October 2, 2008
I admit that I was like many others in the country who tuned into the first McCain-Obama debate last Friday: I tuned out halfway through. Having all those sound-bites from their stump speeches aggregated into one enormous mega-bite was just too much to bear.
I might do the same for tonight’s vice-presidential debate too, but for a different reason: The pathos of it may be too much to bear.
A few columns back, I wrote that Sarah Palin had hit the national scene like a hurricane, overturning conventional (and convention) wisdom and throwing presidential politics into disarray: Would she exhibit exceptional insight and judgment, compensating for her paucity of experience? Could she get up to speed on the issues in time for the debate with Joe Biden — and beyond? Would her gender alone be able to attract disaffected Hillary voters, despite her opposite opinions on just about every subject? Would she make McCain look even older and voters even more frightened of the Unthinkable, now compounded with a second Unthinkable that she’d have to step into his shoes?
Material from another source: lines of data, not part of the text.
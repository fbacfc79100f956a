pub mod app;
pub mod ui;

use std::{io, time::Duration};

use anyhow::Result;
use crossterm::{
    event::{self, Event, KeyCode, KeyEventKind},
    execute,
    terminal::{disable_raw_mode, enable_raw_mode, EnterAlternateScreen, LeaveAlternateScreen},
};
use dlstats_core::Report;
use ratatui::{backend::CrosstermBackend, Terminal};

use crate::tui::app::StatsApp;

pub fn run(report: Report) -> Result<()> {
    // Terminal setup
    enable_raw_mode()?;
    let mut stdout = io::stdout();
    execute!(stdout, EnterAlternateScreen)?;
    let backend = CrosstermBackend::new(stdout);
    let mut terminal = Terminal::new(backend)?;

    let mut app = StatsApp::new(report);
    let res = run_app(&mut terminal, &mut app);

    // Restore terminal
    disable_raw_mode()?;
    execute!(terminal.backend_mut(), LeaveAlternateScreen)?;
    terminal.show_cursor()?;

    res
}

fn run_app(terminal: &mut Terminal<CrosstermBackend<io::Stdout>>, app: &mut StatsApp) -> Result<()> {
    loop {
        terminal.draw(|f| ui::draw(f, app))?;

        if event::poll(Duration::from_millis(100))? {
            if let Event::Key(key) = event::read()? {
                if key.kind == KeyEventKind::Press {
                    match key.code {
                        KeyCode::Char('q') | KeyCode::Esc => return Ok(()),
                        KeyCode::Tab | KeyCode::Left | KeyCode::Right | KeyCode::Char('h') | KeyCode::Char('l') => {
                            app.toggle_view()
                        }
                        _ => {}
                    }
                }
            }
        }
    }
}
After a month on the campaign trail, often appearing as Maverick’s sidekick to draw out the curious and energize his rallies, sometimes appearing on her own to give the same "Thanks-but-no-thanks" speech over and over, and occasionally appearing on TV interviews to stutter and sputter, some of her virginal appeal may be waning. She’s holding her evangelical base, of course, and still drawing out the curious, but even some in her own party are recoiling in embarrassment, and in dread of what she might do next. Kathleen Parker of the conservative National Review has called on her to quit the race for the good of the ticket.
The debate with Biden might be the clincher. New York Times columnist William Kristol, editor of the neocon Weekly Standard, thinks that Palin’s problem is repression: Her true self is being inhibited by "the former Bush aides brought in to handle her." McCain, he writes, "needs to free her to use her political talents and communicate in her own voice."
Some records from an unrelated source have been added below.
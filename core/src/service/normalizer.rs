//! Turns sparse cumulative readings into dense daily deltas and a monthly
//! roll-up. Nothing here fails: empty or odd input yields zeros.

use chrono::NaiveDate;
use std::collections::BTreeMap;

use crate::model::reading::{Reading, Series};
use crate::model::summary::{DailyDelta, MonthKey, MonthlySummary};
use crate::report::Reporter;
use crate::time::{dates_between, format_record_date, month_key};

/// One reading for every date of the inclusive window.
///
/// A missing date takes the count of the nearest earlier reading, including
/// readings from before the window. Dates earlier than all recorded data take
/// the back-fill value (see [`backfill_value`]). An empty series fills the
/// window with zeros.
pub fn fill_gaps(
    series: &Series,
    window_start: NaiveDate,
    window_end: NaiveDate,
    reporter: &dyn Reporter,
) -> Series {
    if window_start > window_end {
        reporter.warn(&format!(
            "empty window: start {} is after end {}",
            format_record_date(window_start),
            format_record_date(window_end)
        ));
        return Series::new();
    }

    let backfill = backfill_value(series);
    if series.is_empty() {
        reporter.info("no readings recorded, window filled with zeros");
    }

    let mut carried = 0usize;
    let mut backfilled = 0usize;
    let dense: Series = dates_between(window_start, window_end)
        .map(|date| {
            let count = match series.latest_on_or_before(date) {
                Some(reading) if reading.date == date => reading.count,
                Some(reading) => {
                    carried += 1;
                    reading.count
                }
                None => {
                    backfilled += 1;
                    backfill
                }
            };
            Reading::new(date, count)
        })
        .collect();

    if carried + backfilled > 0 {
        reporter.debug(&format!(
            "window {}..{}: {} dates carried forward, {} back-filled with {}",
            format_record_date(window_start),
            format_record_date(window_end),
            carried,
            backfilled,
            backfill
        ));
    }

    dense
}

/// Count used for window dates that precede every reading: the earliest
/// recorded count, or the rounded mean of all counts when the earliest is 0.
/// Zero for an empty series.
pub fn backfill_value(series: &Series) -> u64 {
    match series.first() {
        Some(reading) if reading.count != 0 => reading.count,
        Some(_) => series.mean_count().unwrap_or(0),
        None => 0,
    }
}

/// Day over day change of a dense series. The first date has delta 0.
/// Decreases are kept as negative deltas and reported.
pub fn compute_deltas(dense: &Series, reporter: &dyn Reporter) -> Vec<DailyDelta> {
    let mut previous: Option<u64> = None;
    dense
        .iter()
        .map(|reading| {
            let delta = match previous {
                Some(prev) => {
                    let exact = reading.count as i128 - prev as i128;
                    i64::try_from(exact).unwrap_or_else(|_| {
                        reporter.warn(&format!(
                            "delta on {} does not fit in 64 bits ({}), saturated",
                            format_record_date(reading.date),
                            exact
                        ));
                        saturate(exact)
                    })
                }
                None => 0,
            };
            if delta < 0 {
                reporter.warn(&format!(
                    "counter decreased on {}: {} -> {} ({})",
                    format_record_date(reading.date),
                    previous.unwrap_or_default(),
                    reading.count,
                    delta
                ));
            }
            previous = Some(reading.count);
            DailyDelta {
                date: reading.date,
                delta,
            }
        })
        .collect()
}

/// Sums deltas per calendar month, ascending, followed by the synthetic
/// total row.
pub fn aggregate_monthly(deltas: &[DailyDelta]) -> Vec<MonthlySummary> {
    // i128 sums cannot overflow for any realistic number of i64 deltas
    let mut months: BTreeMap<MonthKey, i128> = BTreeMap::new();
    for day in deltas {
        *months.entry(month_key(day.date)).or_default() += day.delta as i128;
    }

    let total: i128 = months.values().sum();
    let mut summaries: Vec<MonthlySummary> = months
        .into_iter()
        .map(|(month, total)| MonthlySummary {
            month,
            total: saturate(total),
        })
        .collect();
    summaries.push(MonthlySummary {
        month: MonthKey::Total,
        total: saturate(total),
    });
    summaries
}

fn saturate(value: i128) -> i64 {
    value.clamp(i64::MIN as i128, i64::MAX as i128) as i64
}

/// Most recent cumulative count of the stored series, 0 when empty.
pub fn latest_value(series: &Series) -> u64 {
    series.last().map(|r| r.count).unwrap_or(0)
}

/// Largest single-day delta, 0 when there are none.
pub fn max_daily_delta(deltas: &[DailyDelta]) -> i64 {
    deltas.iter().map(|d| d.delta).max().unwrap_or(0)
}

#[cfg(test)]
mod tests {
    use super::*;
    use crate::report::RecordingReporter;

    fn ymd(y: i32, m: u32, d: u32) -> NaiveDate {
        NaiveDate::from_ymd_opt(y, m, d).unwrap()
    }

    fn series(readings: &[((i32, u32, u32), u64)]) -> Series {
        readings
            .iter()
            .map(|((y, m, d), count)| Reading::new(ymd(*y, *m, *d), *count))
            .collect()
    }

    fn delta_values(deltas: &[DailyDelta]) -> Vec<i64> {
        deltas.iter().map(|d| d.delta).collect()
    }

    #[test]
    fn test_gap_is_carried_forward() {
        let reporter = RecordingReporter::new();
        let history = series(&[((2024, 1, 1), 100), ((2024, 1, 3), 130)]);

        let dense = fill_gaps(&history, ymd(2024, 1, 1), ymd(2024, 1, 3), &reporter);
        assert_eq!(dense.counts(), vec![100, 100, 130]);

        let deltas = compute_deltas(&dense, &reporter);
        assert_eq!(delta_values(&deltas), vec![0, 0, 30]);

        let monthly = aggregate_monthly(&deltas);
        assert_eq!(
            monthly,
            vec![
                MonthlySummary { month: MonthKey::Month { year: 2024, month: 1 }, total: 30 },
                MonthlySummary { month: MonthKey::Total, total: 30 },
            ]
        );
    }

    #[test]
    fn test_empty_history_yields_zeros() {
        let reporter = RecordingReporter::new();
        let history = Series::new();

        let dense = fill_gaps(&history, ymd(2024, 1, 1), ymd(2024, 1, 5), &reporter);
        assert_eq!(dense.counts(), vec![0; 5]);

        let deltas = compute_deltas(&dense, &reporter);
        assert_eq!(delta_values(&deltas), vec![0; 5]);

        let monthly = aggregate_monthly(&deltas);
        assert_eq!(monthly.last(), Some(&MonthlySummary { month: MonthKey::Total, total: 0 }));
        assert_eq!(latest_value(&history), 0);
    }

    #[test]
    fn test_counter_reset_is_surfaced() {
        let reporter = RecordingReporter::new();
        let history = series(&[((2024, 2, 28), 500), ((2024, 2, 29), 10)]);

        let dense = fill_gaps(&history, ymd(2024, 2, 28), ymd(2024, 2, 29), &reporter);
        let deltas = compute_deltas(&dense, &reporter);
        assert_eq!(delta_values(&deltas), vec![0, -490]);

        let monthly = aggregate_monthly(&deltas);
        assert_eq!(monthly[0].total, -490);
        assert_eq!(monthly[1].total, -490);

        let warnings = reporter.warnings();
        assert_eq!(warnings.len(), 1);
        assert!(warnings[0].contains("20240229"));
        assert!(warnings[0].contains("-490"));
    }

    #[test]
    fn test_deltas_near_max_count_keep_their_sign() {
        let reporter = RecordingReporter::new();
        let top = crate::model::reading::MAX_COUNT;
        let history = series(&[((2024, 2, 1), 0), ((2024, 2, 2), top), ((2024, 2, 3), 0)]);

        let dense = fill_gaps(&history, ymd(2024, 2, 1), ymd(2024, 2, 3), &reporter);
        let deltas = compute_deltas(&dense, &reporter);
        assert_eq!(delta_values(&deltas), vec![0, i64::MAX, -i64::MAX]);

        let monthly = aggregate_monthly(&deltas);
        assert_eq!(monthly[0].total, 0);
        assert_eq!(monthly[1], MonthlySummary { month: MonthKey::Total, total: 0 });
    }

    #[test]
    fn test_out_of_range_counts_do_not_wrap() {
        let reporter = RecordingReporter::new();
        let history = series(&[((2024, 2, 1), 0), ((2024, 2, 2), 1u64 << 63), ((2024, 2, 3), 0)]);

        let dense = fill_gaps(&history, ymd(2024, 2, 1), ymd(2024, 2, 3), &reporter);
        let deltas = compute_deltas(&dense, &reporter);
        assert_eq!(deltas[1].delta, i64::MAX);
        assert_eq!(deltas[2].delta, i64::MIN);
        assert_eq!(reporter.warnings().iter().filter(|w| w.contains("saturated")).count(), 1);

        let same_day = vec![
            DailyDelta { date: ymd(2024, 2, 1), delta: i64::MAX },
            DailyDelta { date: ymd(2024, 2, 2), delta: i64::MAX },
        ];
        assert_eq!(aggregate_monthly(&same_day)[0].total, i64::MAX);
    }

    #[test]
    fn test_window_covers_every_date() {
        let reporter = RecordingReporter::new();
        let history = series(&[((2024, 1, 10), 5), ((2024, 2, 20), 50)]);

        let dense = fill_gaps(&history, ymd(2024, 1, 15), ymd(2024, 3, 15), &reporter);
        // 17 days of January, 29 of February, 15 of March
        assert_eq!(dense.len(), 61);
        let dates: Vec<_> = dense.iter().map(|r| r.date).collect();
        let expected: Vec<_> = dates_between(ymd(2024, 1, 15), ymd(2024, 3, 15)).collect();
        assert_eq!(dates, expected);
    }

    #[test]
    fn test_reading_before_window_is_carried_in() {
        let reporter = RecordingReporter::new();
        let history = series(&[((2024, 1, 1), 100), ((2024, 1, 12), 160)]);

        let dense = fill_gaps(&history, ymd(2024, 1, 10), ymd(2024, 1, 12), &reporter);
        assert_eq!(dense.counts(), vec![100, 100, 160]);
    }

    #[test]
    fn test_window_before_history_is_backfilled_with_earliest() {
        let reporter = RecordingReporter::new();
        let history = series(&[((2024, 1, 3), 130), ((2024, 1, 4), 135)]);

        let dense = fill_gaps(&history, ymd(2024, 1, 1), ymd(2024, 1, 4), &reporter);
        assert_eq!(dense.counts(), vec![130, 130, 130, 135]);
        assert_eq!(delta_values(&compute_deltas(&dense, &reporter)), vec![0, 0, 0, 5]);
    }

    #[test]
    fn test_zero_earliest_falls_back_to_mean() {
        let history = series(&[((2024, 1, 3), 0), ((2024, 1, 4), 20), ((2024, 1, 5), 40)]);
        assert_eq!(backfill_value(&history), 20);

        let reporter = RecordingReporter::new();
        let dense = fill_gaps(&history, ymd(2024, 1, 2), ymd(2024, 1, 3), &reporter);
        assert_eq!(dense.counts(), vec![20, 0]);
    }

    #[test]
    fn test_inverted_window_is_empty() {
        let reporter = RecordingReporter::new();
        let history = series(&[((2024, 1, 1), 1)]);

        let dense = fill_gaps(&history, ymd(2024, 1, 5), ymd(2024, 1, 1), &reporter);
        assert!(dense.is_empty());
        assert!(compute_deltas(&dense, &reporter).is_empty());
        assert_eq!(reporter.warnings().len(), 1);
    }

    #[test]
    fn test_delta_sum_matches_first_and_last() {
        let reporter = RecordingReporter::new();
        let history = series(&[
            ((2023, 12, 20), 1000),
            ((2023, 12, 27), 1100),
            ((2024, 1, 2), 1090),
            ((2024, 1, 20), 1400),
            ((2024, 2, 3), 1500),
        ]);

        let dense = fill_gaps(&history, ymd(2023, 12, 20), ymd(2024, 2, 3), &reporter);
        let deltas = compute_deltas(&dense, &reporter);
        assert_eq!(deltas.len(), dense.len());
        assert_eq!(deltas[0].delta, 0);

        let sum: i64 = delta_values(&deltas).iter().sum();
        assert_eq!(sum, 1500 - 1000);

        let monthly = aggregate_monthly(&deltas);
        let keys: Vec<String> = monthly.iter().map(|m| m.month.to_string()).collect();
        assert_eq!(keys, vec!["2023/12", "2024/01", "2024/02", "Total Result"]);

        let months_sum: i64 = monthly.iter().filter(|m| !m.is_total()).map(|m| m.total).sum();
        assert_eq!(months_sum, sum);
        assert_eq!(monthly.last().map(|m| m.total), Some(sum));
    }

    #[test]
    fn test_total_row_ignores_grouping() {
        let deltas = vec![
            DailyDelta { date: ymd(2024, 3, 31), delta: 7 },
            DailyDelta { date: ymd(2024, 1, 1), delta: 3 },
            DailyDelta { date: ymd(2024, 3, 1), delta: -2 },
        ];

        let monthly = aggregate_monthly(&deltas);
        assert_eq!(monthly.len(), 3);
        assert_eq!(monthly[0].month, MonthKey::Month { year: 2024, month: 1 });
        assert_eq!(monthly[1].total, 5);
        assert_eq!(monthly[2], MonthlySummary { month: MonthKey::Total, total: 8 });
    }

    #[test]
    fn test_aggregate_empty_has_only_total() {
        assert_eq!(aggregate_monthly(&[]), vec![MonthlySummary { month: MonthKey::Total, total: 0 }]);
    }

    #[test]
    fn test_latest_value_uses_stored_series() {
        let history = series(&[((2024, 1, 5), 150), ((2024, 1, 1), 100)]);
        assert_eq!(latest_value(&history), 150);
    }

    #[test]
    fn test_max_daily_delta() {
        let deltas = vec![
            DailyDelta { date: ymd(2024, 1, 1), delta: 0 },
            DailyDelta { date: ymd(2024, 1, 2), delta: 12 },
            DailyDelta { date: ymd(2024, 1, 3), delta: -20 },
        ];
        assert_eq!(max_daily_delta(&deltas), 12);
        assert_eq!(max_daily_delta(&[]), 0);
    }
}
Perhaps he is right. Perhaps she was so befuddled in her interviews with Charles Gibson and Katie Couric because she was over-scripted. Perhaps, left to be the Sarah Barracuda of old, she can overcome that feeling of pity most of us experienced as we watched her squirm.
But Biden has his own problem. Speaking of handling, how will he handle her? He’s had 30 years of senatorial experience in domestic and foreign policy, starting his learning curve when she was a teenager. He also has the richly deserved reputation for the thoughtless and outlandish remark. Will he attack her without mercy? Will he snicker at her naïveté? Will he keep his distance and wait for her to sink her own ship? Will he be deferential? Can he be deferential? He may destroy his objectively overwhelming advantage with a couple shots from his own loose cannon.
Biden’s challenge here is not only to be political but to be "politic," which Webster’s defines as "shrewdly tactful." He can’t bash her as he’s been bashing McCain on the stump, however much her statements may beg for it. He can’t just ignore her as Obama has done — that’s impossible for him. He has to tack carefully because she is not just a politician, she is a symbol, and a unique one at that. Unlike the hard-bitten Hilary, the true pit bull with lipstick, Palin comes across as childlike and vulnerable, and the slightest misspoken word or look from Biden may trigger a backlash of negativity against him and of sympathy for her.
Kristol argues that Palin will acquit herself in the debate if she can "dispatch quickly any queries about herself, and confidently assert that of course she’s qualified to be vice president" — and then go on to attack Obama. It may not be that easy.
What we may see tonight is not a political contest but a psychodrama, a playing out of various meanings of power and weakness. We may find ourselves cringing and changing the channel. Or we may find ourselves transfixed.